Cheguei chegando, e entrei feito uma bala ate o balcao e novamente o gerentinho encardido estava lah, no lugar de costume atras do bar e nao falei mais nada : perguntei se podia falar com Grant.
"O que voce quer com ele ?" retrucou com o ar mais desconfiado do mundo, dizendo que ele estava ocupado e em minha cabeca o mundo parou por alguns segundos e agora a cena congelada a minha frente e as opcoes apareciam em uma legenda em minha cabeca:
a) Soco esse almofadinha e passo correndo pelas escadas ate o escritorio;
b)Digo que sou da inspecao sanitaria da NZ, e que tenho seriedade em falar com o dono;
c)Grito "FOGO" e aproveito a chance enquanto todos correm;
d)imploro;
Implorar, infelizmente pareceu a opcao mais sensata e menos divertida, entao comecei a dizer que tudo que queria eram cinco minutos do tempo dele, ate jurei que nunca mais apareceria por la caso eu nao conseguisse nada - mas tudo que queria eram cinco minutos com ele...

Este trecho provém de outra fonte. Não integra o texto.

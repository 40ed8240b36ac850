//! Reconciles the upstream's heterogeneous listing shapes into the one
//! canonical contract callers rely on: a list field plus a page-based
//! pagination descriptor. Normalization is idempotent, so already-canonical
//! bodies pass through unchanged.

use crate::request_query::RequestQuery;
use serde::{Deserialize, Serialize};
use serde_json::{Map, Value, json};

const DEFAULT_PAGE_SIZE: u64 = 10;

#[derive(Debug, Clone, PartialEq, Serialize, Deserialize)]
pub struct Pagination {
    pub total_count: u64,
    pub page_size: u64,
    pub current_page: u64,
    pub total_pages: u64,
    pub has_next: bool,
    pub has_previous: bool,
}

/// Paging parameters requested by the caller, recovered leniently: anything
/// missing or unparseable falls back to page 1 / unspecified size.
#[derive(Debug, Clone, Default)]
pub struct PageRequest {
    pub page: Option<u64>,
    pub page_size: Option<u64>,
}

impl PageRequest {
    pub fn from_query(query: &RequestQuery) -> Self {
        PageRequest {
            page: positive_param(query, "page"),
            page_size: positive_param(query, "page_size"),
        }
    }

    fn current_page(&self) -> u64 {
        self.page.unwrap_or(1)
    }
}

fn positive_param(query: &RequestQuery, name: &str) -> Option<u64> {
    query
        .get(name)
        .and_then(|value| value.parse::<u64>().ok())
        .filter(|value| *value >= 1)
}

pub fn normalize_listing(body: Value, list_key: &str, page: &PageRequest) -> Value {
    match body {
        Value::Object(mut map) => {
            if matches!(map.get(list_key), Some(Value::Array(_))) {
                // Canonical already; synthesize pagination only when absent.
                if !matches!(map.get("pagination"), Some(Value::Object(_))) {
                    let len = map
                        .get(list_key)
                        .and_then(Value::as_array)
                        .map(|items| items.len())
                        .unwrap_or(0);
                    map.insert("pagination".to_string(), json!(single_page(len, page)));
                }
                Value::Object(map)
            } else if matches!(map.get("results"), Some(Value::Array(_))) {
                // Offset-style pagination: recompute a page-based descriptor
                // from count/next/previous markers.
                let items = map.remove("results").unwrap_or_else(|| json!([]));
                let len = items.as_array().map(|items| items.len()).unwrap_or(0) as u64;
                let total_count = map.get("count").and_then(Value::as_u64).unwrap_or(len);
                let page_size = page
                    .page_size
                    .unwrap_or(if len == 0 { DEFAULT_PAGE_SIZE } else { len });
                let pagination = Pagination {
                    total_count,
                    page_size,
                    current_page: page.current_page(),
                    total_pages: total_count.div_ceil(page_size).max(1),
                    has_next: marker_present(map.get("next")),
                    has_previous: marker_present(map.get("previous")),
                };
                listing(list_key, items, pagination)
            } else {
                for alt in ["items", "data"] {
                    if matches!(map.get(alt), Some(Value::Array(_))) {
                        let items = map.remove(alt).unwrap_or_else(|| json!([]));
                        return from_array(items, list_key, page);
                    }
                }
                empty_listing(list_key, page)
            }
        }
        Value::Array(_) => from_array(body, list_key, page),
        _ => empty_listing(list_key, page),
    }
}

/// The canonical empty listing; also serves as the fallback payload for
/// listing endpoints whose fallback is simply "nothing to show".
pub fn empty_listing(list_key: &str, page: &PageRequest) -> Value {
    listing(
        list_key,
        json!([]),
        Pagination {
            total_count: 0,
            page_size: page.page_size.unwrap_or(DEFAULT_PAGE_SIZE),
            current_page: 1,
            total_pages: 1,
            has_next: false,
            has_previous: false,
        },
    )
}

fn from_array(items: Value, list_key: &str, page: &PageRequest) -> Value {
    let len = items.as_array().map(|items| items.len()).unwrap_or(0);
    listing(list_key, items, single_page(len, page))
}

fn single_page(len: usize, page: &PageRequest) -> Pagination {
    Pagination {
        total_count: len as u64,
        page_size: page
            .page_size
            .unwrap_or(if len == 0 { DEFAULT_PAGE_SIZE } else { len as u64 }),
        current_page: 1,
        total_pages: 1,
        has_next: false,
        has_previous: false,
    }
}

fn marker_present(marker: Option<&Value>) -> bool {
    marker.is_some_and(|value| !value.is_null())
}

fn listing(list_key: &str, items: Value, pagination: Pagination) -> Value {
    let mut map = Map::new();
    map.insert(list_key.to_string(), items);
    map.insert("pagination".to_string(), json!(pagination));
    Value::Object(map)
}

#[cfg(test)]
mod tests {
    use super::*;

    fn page(page: u64, page_size: u64) -> PageRequest {
        PageRequest {
            page: Some(page),
            page_size: Some(page_size),
        }
    }

    fn pagination_of(value: &Value) -> Pagination {
        serde_json::from_value(value["pagination"].clone()).expect("pagination present")
    }

    #[test]
    fn offset_style_body_is_recomputed() {
        let body = json!({
            "count": 23,
            "next": "http://upstream/api/blogs/?page=3",
            "previous": "http://upstream/api/blogs/?page=1",
            "results": [{}, {}, {}, {}, {}],
        });

        let normalized = normalize_listing(body, "blogs", &page(2, 5));

        assert_eq!(normalized["blogs"].as_array().unwrap().len(), 5);
        assert_eq!(
            pagination_of(&normalized),
            Pagination {
                total_count: 23,
                page_size: 5,
                current_page: 2,
                total_pages: 5,
                has_next: true,
                has_previous: true,
            }
        );
    }

    #[test]
    fn offset_style_null_markers_mean_no_neighbor_pages() {
        let body = json!({"count": 3, "next": null, "previous": null, "results": [{}, {}, {}]});
        let normalized = normalize_listing(body, "blogs", &PageRequest::default());
        let pagination = pagination_of(&normalized);

        assert!(!pagination.has_next);
        assert!(!pagination.has_previous);
        // no requested size: inferred from the page contents
        assert_eq!(pagination.page_size, 3);
        assert_eq!(pagination.current_page, 1);
    }

    #[test]
    fn canonical_body_passes_through() {
        let body = json!({
            "blogs": [{"slug": "a"}],
            "pagination": {
                "total_count": 1, "page_size": 10, "current_page": 1,
                "total_pages": 1, "has_next": false, "has_previous": false,
            },
            "extra": "kept",
        });

        let normalized = normalize_listing(body.clone(), "blogs", &PageRequest::default());
        assert_eq!(normalized, body);
    }

    #[test]
    fn canonical_body_without_pagination_gets_one() {
        let body = json!({"pages": [{}, {}]});
        let normalized = normalize_listing(body, "pages", &PageRequest::default());
        assert_eq!(
            pagination_of(&normalized),
            Pagination {
                total_count: 2,
                page_size: 2,
                current_page: 1,
                total_pages: 1,
                has_next: false,
                has_previous: false,
            }
        );
    }

    #[test]
    fn raw_array_becomes_single_page() {
        let normalized = normalize_listing(json!([{}, {}, {}]), "blogs", &PageRequest::default());
        assert_eq!(normalized["blogs"].as_array().unwrap().len(), 3);

        let pagination = pagination_of(&normalized);
        assert_eq!(pagination.total_count, 3);
        assert_eq!(pagination.total_pages, 1);
    }

    #[test]
    fn alternate_field_names_are_recognized() {
        for alt in ["items", "data"] {
            let body = json!({ (alt): [{}, {}] });
            let normalized = normalize_listing(body, "blogs", &PageRequest::default());
            assert_eq!(normalized["blogs"].as_array().unwrap().len(), 2, "{alt}");
        }
    }

    #[test]
    fn unrecognized_body_degrades_to_empty_listing() {
        for body in [json!({}), json!({"detail": "error"}), json!("nope"), json!(null)] {
            let normalized = normalize_listing(body, "blogs", &page(1, 24));
            assert_eq!(normalized["blogs"], json!([]));
            let pagination = pagination_of(&normalized);
            assert_eq!(pagination.total_count, 0);
            assert_eq!(pagination.total_pages, 1);
        }
    }

    #[test]
    fn normalization_is_idempotent() {
        let bodies = [
            json!({"count": 23, "next": "n", "previous": null, "results": [{}, {}]}),
            json!([{}, {}]),
            json!({"blogs": [{}]}),
            json!({}),
        ];

        for body in bodies {
            let once = normalize_listing(body, "blogs", &page(2, 5));
            let twice = normalize_listing(once.clone(), "blogs", &page(2, 5));
            assert_eq!(once, twice);
        }
    }

    #[test]
    fn page_request_parses_leniently() {
        let query = RequestQuery::Parsed(vec![
            ("page".into(), "2".into()),
            ("page_size".into(), "abc".into()),
        ]);
        let page = PageRequest::from_query(&query);
        assert_eq!(page.page, Some(2));
        assert_eq!(page.page_size, None);

        let page = PageRequest::from_query(&RequestQuery::Parsed(vec![(
            "page".into(),
            "0".into(),
        )]));
        assert_eq!(page.page, None);
    }
}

O homem sentado atras de mim, com uma voz firme e alta quase esbravejante disse "eu sou Grant, o que voce quer ?" e se levantou pondo-se ao alto dos seus quase 1,90m, cara marcada por uma adolescencia acneica, bochechas rosadas de beberrao e cabelos brancos desgrenhados e rebeldes, engoli em seco e disse que o Eduardo tinha me mandado.
No escritorio, ele se serviu de vinho (nao ofereceu) e me perguntou o que queria com ele, parecia um homem firme e justo, gostei disso e me peguei entrevistando ele para ser meu empregador; fui de uma sinceridade constrangedora e disse que queria trabalho por tres semanas, e que nao aceitaria um nao como resposta ate porque, aquele era o unico lugar na cidade aonde me via trabalhando, contei que nao tinha visto de trabalho e por fim, que tinha experiencia como garcon e bartender quando perguntado o que queria fazer. Ele disse que nao precisava, e perguntei pela primeira vez " do que voce precisa ?" - lavador de pratos durante o dia, ouvi, e pensei nisso como uma entrada pela porta de tras - aceitei e me mandei prometendo voltar no dia seguinte as dez da manha.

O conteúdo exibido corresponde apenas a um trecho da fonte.